··· Listed entries

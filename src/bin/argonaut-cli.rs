//! argonaut-cli - Command-line interface for Argonaut
//!
//! A command-line tool for compressing and decompressing files with the
//! Argonaut codec. Files are stored as the original length (u64 LE) followed
//! by the Argonaut stream, since the stream itself does not record it.

use argonaut::{
    decompress, CompressionStats, Encoder, Options, Word, WordSize, DEFAULT_BUCKET_DEPTH,
    DEFAULT_HASH_BITS, STREAM_HEADER_SIZE,
};
use clap::{Parser, Subcommand, ValueEnum};
use indicatif::{ProgressBar, ProgressStyle};
use std::fs;
use std::path::{Path, PathBuf};
use std::time::Instant;

/// Size of the original-length prefix
const LENGTH_PREFIX_SIZE: usize = 8;

/// Inputs above this size get a progress bar
const PROGRESS_THRESHOLD: usize = 1024 * 1024;

/// Bytes encoded between progress updates
const PROGRESS_CHUNK: usize = 64 * 1024;

type CliResult<T> = Result<T, Box<dyn std::error::Error>>;

#[derive(Parser)]
#[command(name = "argonaut-cli")]
#[command(about = "A CLI tool for Argonaut compression and decompression")]
#[command(version)]
struct Cli {
    #[command(subcommand)]
    command: Commands,

    /// Verbose output
    #[arg(short, long)]
    verbose: bool,

    /// Quiet mode (suppress non-error output)
    #[arg(short, long)]
    quiet: bool,
}

#[derive(Subcommand)]
enum Commands {
    /// Compress a file
    Compress {
        /// Input file to compress
        input: PathBuf,

        /// Output compressed file
        output: PathBuf,

        /// Word width
        #[arg(short, long, value_enum, default_value_t = CliWordSize::Word32)]
        word_size: CliWordSize,

        /// log2 of the number of dictionary buckets (8-16)
        #[arg(long, default_value_t = DEFAULT_HASH_BITS)]
        hash_bits: u8,

        /// Words kept per dictionary bucket (1-256)
        #[arg(short, long, default_value_t = DEFAULT_BUCKET_DEPTH)]
        bucket_depth: u16,

        /// Force overwrite of output file
        #[arg(short, long)]
        force: bool,
    },

    /// Decompress an Argonaut-compressed file
    Decompress {
        /// Input compressed file
        input: PathBuf,

        /// Output decompressed file
        output: PathBuf,

        /// Force overwrite of output file
        #[arg(short, long)]
        force: bool,
    },

    /// Get information about a compressed file
    Info {
        /// Compressed file to analyze
        input: PathBuf,
    },
}

#[derive(Copy, Clone, PartialEq, Eq, PartialOrd, Ord, ValueEnum)]
enum CliWordSize {
    /// 4-byte words - Default
    Word32,
    /// 8-byte words
    Word64,
}

impl From<CliWordSize> for WordSize {
    fn from(size: CliWordSize) -> Self {
        match size {
            CliWordSize::Word32 => WordSize::Word32,
            CliWordSize::Word64 => WordSize::Word64,
        }
    }
}

fn main() {
    let cli = Cli::parse();

    let result = match cli.command {
        Commands::Compress {
            input,
            output,
            word_size,
            hash_bits,
            bucket_depth,
            force,
        } => build_options(word_size, hash_bits, bucket_depth).and_then(|options| {
            compress_file(&input, &output, &options, force, cli.verbose, cli.quiet)
        }),
        Commands::Decompress {
            input,
            output,
            force,
        } => decompress_file(&input, &output, force, cli.verbose, cli.quiet),
        Commands::Info { input } => show_file_info(&input, cli.verbose),
    };

    if let Err(e) = result {
        eprintln!("Error: {}", e);
        std::process::exit(1);
    }
}

fn build_options(
    word_size: CliWordSize,
    hash_bits: u8,
    bucket_depth: u16,
) -> CliResult<Options> {
    Ok(Options::new(word_size.into())
        .with_hash_bits(hash_bits)?
        .with_bucket_depth(bucket_depth)?)
}

fn check_paths(input: &Path, output: &Path, force: bool) -> CliResult<()> {
    if !input.exists() {
        return Err(format!("Input file '{}' does not exist", input.display()).into());
    }
    if output.exists() && !force {
        return Err(format!(
            "Output file '{}' already exists. Use --force to overwrite",
            output.display()
        )
        .into());
    }
    Ok(())
}

fn progress_bar(len: u64, message: &'static str) -> CliResult<ProgressBar> {
    let pb = ProgressBar::new(len);
    pb.set_style(
        ProgressStyle::default_bar()
            .template(
                "{spinner:.green} [{elapsed_precise}] {bar:40.cyan/blue} {bytes}/{total_bytes} {msg}",
            )?
            .progress_chars("#>-"),
    );
    pb.set_message(message);
    Ok(pb)
}

/// Encode `data` word by word, reporting progress every chunk
fn encode_container<W: Word>(
    data: &[u8],
    options: &Options,
    progress: Option<&ProgressBar>,
) -> CliResult<(Vec<u8>, CompressionStats)> {
    let bound = argonaut::compress_bound(data.len(), options);
    let mut output = Vec::with_capacity(LENGTH_PREFIX_SIZE + bound);
    output.extend_from_slice(&(data.len() as u64).to_le_bytes());
    output.extend_from_slice(&options.to_header()?);

    let mut encoder = Encoder::<W>::new(options)?;
    let aligned = data.len() - data.len() % W::BYTES;
    for chunk in data[..aligned].chunks(PROGRESS_CHUNK) {
        for word in chunk.chunks_exact(W::BYTES) {
            encoder.encode_word(W::read_le(word), &mut output);
        }
        if let Some(pb) = progress {
            pb.inc(chunk.len() as u64);
        }
    }

    let mut stats = encoder.finish(&data[aligned..], &mut output);
    stats.output_bytes -= LENGTH_PREFIX_SIZE as u64;
    Ok((output, stats))
}

fn compress_file(
    input: &Path,
    output: &Path,
    options: &Options,
    force: bool,
    verbose: bool,
    quiet: bool,
) -> CliResult<()> {
    check_paths(input, output, force)?;

    if verbose {
        println!(
            "Compressing '{}' to '{}'",
            input.display(),
            output.display()
        );
        println!(
            "Word size: {:?}, Hash bits: {}, Bucket depth: {}",
            options.word_size, options.hash_bits, options.bucket_depth
        );
    }

    let start_time = Instant::now();

    // Read input file
    let input_data = fs::read(input)?;
    let input_size = input_data.len();

    if verbose {
        println!("Input size: {} bytes", input_size);
    }

    // Show progress bar for large files
    let progress = if !quiet && input_size > PROGRESS_THRESHOLD {
        Some(progress_bar(input_size as u64, "Compressing...")?)
    } else {
        None
    };

    let (container, stats) = match options.word_size {
        WordSize::Word32 => encode_container::<u32>(&input_data, options, progress.as_ref()),
        WordSize::Word64 => encode_container::<u64>(&input_data, options, progress.as_ref()),
    }
    .map_err(|e| format!("Compression failed: {}", e))?;

    if let Some(ref pb) = progress {
        pb.finish_with_message("Compression complete");
    }

    // Write output file
    fs::write(output, &container)?;

    let compression_time = start_time.elapsed();
    let output_size = container.len();
    let compression_ratio = (output_size as f64 / input_size.max(1) as f64) * 100.0;

    if !quiet {
        println!("✓ Compression successful!");
        println!("  Input:  {} bytes", input_size);
        println!("  Output: {} bytes", output_size);
        println!("  Ratio:  {:.1}%", compression_ratio);
        println!("  Time:   {:.2?}", compression_time);

        if verbose {
            println!(
                "  Words:  {} ({} predicted, {} literal, {} escaped)",
                stats.words, stats.hits, stats.misses, stats.escaped
            );
            println!("  Blocks: {} ({} escapes)", stats.blocks, stats.escapes);
        }
        if compression_ratio > 100.0 {
            println!("  Note: File expanded during compression (common for small/random data)");
        }
    }

    Ok(())
}

/// Split a container into the original length and the Argonaut stream
fn split_container(data: &[u8]) -> CliResult<(usize, &[u8])> {
    if data.len() < LENGTH_PREFIX_SIZE + STREAM_HEADER_SIZE {
        return Err("File too small to be a valid Argonaut compressed file".into());
    }
    let (prefix, stream) = data.split_at(LENGTH_PREFIX_SIZE);
    let mut length = [0u8; LENGTH_PREFIX_SIZE];
    length.copy_from_slice(prefix);
    let length = usize::try_from(u64::from_le_bytes(length))?;
    Ok((length, stream))
}

fn decompress_file(
    input: &Path,
    output: &Path,
    force: bool,
    verbose: bool,
    quiet: bool,
) -> CliResult<()> {
    check_paths(input, output, force)?;

    if verbose {
        println!(
            "Decompressing '{}' to '{}'",
            input.display(),
            output.display()
        );
    }

    let start_time = Instant::now();

    // Read input file
    let container = fs::read(input)?;
    let input_size = container.len();
    let (original_size, stream) = split_container(&container)?;

    if verbose {
        println!("Compressed size: {} bytes", input_size);
        println!("Original size:   {} bytes", original_size);
    }

    // Show progress bar for large files
    let progress = if !quiet && original_size > PROGRESS_THRESHOLD {
        Some(progress_bar(original_size as u64, "Decompressing...")?)
    } else {
        None
    };

    // Decompress data
    let decompressed_data = decompress(stream, original_size)
        .map_err(|e| format!("Decompression failed: {}", e))?;

    if let Some(ref pb) = progress {
        pb.set_position(original_size as u64);
        pb.finish_with_message("Decompression complete");
    }

    // Write output file
    fs::write(output, &decompressed_data)?;

    let decompression_time = start_time.elapsed();
    let output_size = decompressed_data.len();
    let compression_ratio = (input_size as f64 / output_size.max(1) as f64) * 100.0;

    if !quiet {
        println!("✓ Decompression successful!");
        println!("  Input:  {} bytes", input_size);
        println!("  Output: {} bytes", output_size);
        println!("  Ratio:  {:.1}%", compression_ratio);
        println!("  Time:   {:.2?}", decompression_time);
    }

    Ok(())
}

fn show_file_info(input: &Path, verbose: bool) -> CliResult<()> {
    // Check if input file exists
    if !input.exists() {
        return Err(format!("Input file '{}' does not exist", input.display()).into());
    }

    // Read the file
    let data = fs::read(input)?;
    let file_size = data.len();
    let (original_size, stream) = split_container(&data)?;

    println!("Argonaut File Information:");
    println!("  File: {}", input.display());
    println!("  Size: {} bytes", file_size);
    println!("  Original Size: {} bytes", original_size);

    match Options::from_header(stream) {
        Ok(options) => {
            println!(
                "  Word Size: {} bytes ({:?})",
                options.word_size.bytes(),
                options.word_size
            );
            println!(
                "  Dictionary: {} buckets x {} words ({} hash bits)",
                options.bucket_count(),
                options.bucket_depth,
                options.hash_bits
            );
        }
        Err(e) => println!("  Header: invalid ({})", e),
    }

    if verbose {
        println!(
            "  Header bytes: {:02x} {:02x} {:02x}",
            stream[0], stream[1], stream[2]
        );
    }

    // Validate by decoding the whole stream
    match decompress(stream, original_size) {
        Ok(_) => {
            let compression_ratio = (file_size as f64 / original_size.max(1) as f64) * 100.0;
            println!("  Compression Ratio: {:.1}%", compression_ratio);
            println!("  Status: ✓ Valid Argonaut file");
        }
        Err(e) => {
            println!("  Status: ✗ Invalid or corrupted Argonaut file");
            if verbose {
                println!("  Error: {}", e);
            }
        }
    }

    Ok(())
}
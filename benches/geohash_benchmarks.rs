use criterion::{BenchmarkId, Criterion, black_box, criterion_group, criterion_main};
use geowatch::{Coordinate, GeoWatch, geohash, ranges_for_circle};

fn benchmark_geohash_codec(c: &mut Criterion) {
    let mut group = c.benchmark_group("geohash_codec");

    let coord = Coordinate::new(40.7128, -74.0060).unwrap();
    for precision in [6, 10, 22] {
        group.bench_with_input(
            BenchmarkId::new("encode", precision),
            &precision,
            |b, &precision| b.iter(|| geohash::encode(black_box(&coord), precision).unwrap()),
        );
    }

    let hash = geohash::encode(&coord, 10).unwrap();
    group.bench_function("decode_10", |b| {
        b.iter(|| geohash::decode(black_box(&hash)).unwrap())
    });

    group.finish();
}

fn benchmark_range_decomposition(c: &mut Criterion) {
    let mut group = c.benchmark_group("range_decomposition");

    let city = Coordinate::new(40.7128, -74.0060).unwrap();
    for radius_km in [0.5, 5.0, 100.0, 8_587.0] {
        group.bench_with_input(
            BenchmarkId::new("ranges_for_circle", radius_km),
            &radius_km,
            |b, &radius_km| b.iter(|| ranges_for_circle(black_box(&city), radius_km, 10)),
        );
    }

    // High latitude stresses the precision-lowering path.
    let arctic = Coordinate::new(82.0, 10.0).unwrap();
    group.bench_function("ranges_for_circle_high_latitude", |b| {
        b.iter(|| ranges_for_circle(black_box(&arctic), 50.0, 10))
    });

    group.finish();
}

fn benchmark_query_scan(c: &mut Criterion) {
    let mut group = c.benchmark_group("query_scan");

    let watch = GeoWatch::memory();
    for i in 0..10_000 {
        let lat = ((i % 100) as f64) * 0.001;
        let lng = ((i / 100) as f64) * 0.001;
        let coord = Coordinate::new(lat, lng).unwrap();
        watch.set_location(&format!("key:{i}"), &coord).unwrap();
    }

    let center = Coordinate::new(0.05, 0.05).unwrap();
    group.bench_function("initial_scan_10k_docs", |b| {
        b.iter(|| {
            let query = watch.query(black_box(&center), 2.0).unwrap();
            query.members().len()
        })
    });

    group.finish();
}

criterion_group!(
    benches,
    benchmark_geohash_codec,
    benchmark_range_decomposition,
    benchmark_query_scan
);
criterion_main!(benches);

······

• **Exercise directions**
Write out exactly the lines from the line holding "b.iter(|| ranges_for_circle(black_box(&arctic), 50.0, 10))" through the last line of the data, and nothing besides those lines.

• **Result**
        b.iter(|| ranges_for_circle(black_box(&arctic), 50.0, 10))
    });

    group.finish();
}

fn benchmark_query_scan(c: &mut Criterion) {
    let mut group = c.benchmark_group("query_scan");

    let watch = GeoWatch::memory();
    for i in 0..10_000 {
        let lat = ((i % 100) as f64) * 0.001;
        let lng = ((i / 100) as f64) * 0.001;
        let coord = Coordinate::new(lat, lng).unwrap();
        watch.set_location(&format!("key:{i}"), &coord).unwrap();
    }

    let center = Coordinate::new(0.05, 0.05).unwrap();
    group.bench_function("initial_scan_10k_docs", |b| {
        b.iter(|| {
            let query = watch.query(black_box(&center), 2.0).unwrap();
            query.members().len()
        })
    });

    group.finish();
}

criterion_group!(
    benches,
    benchmark_geohash_codec,
    benchmark_range_decomposition,
    benchmark_query_scan
);
criterion_main!(benches);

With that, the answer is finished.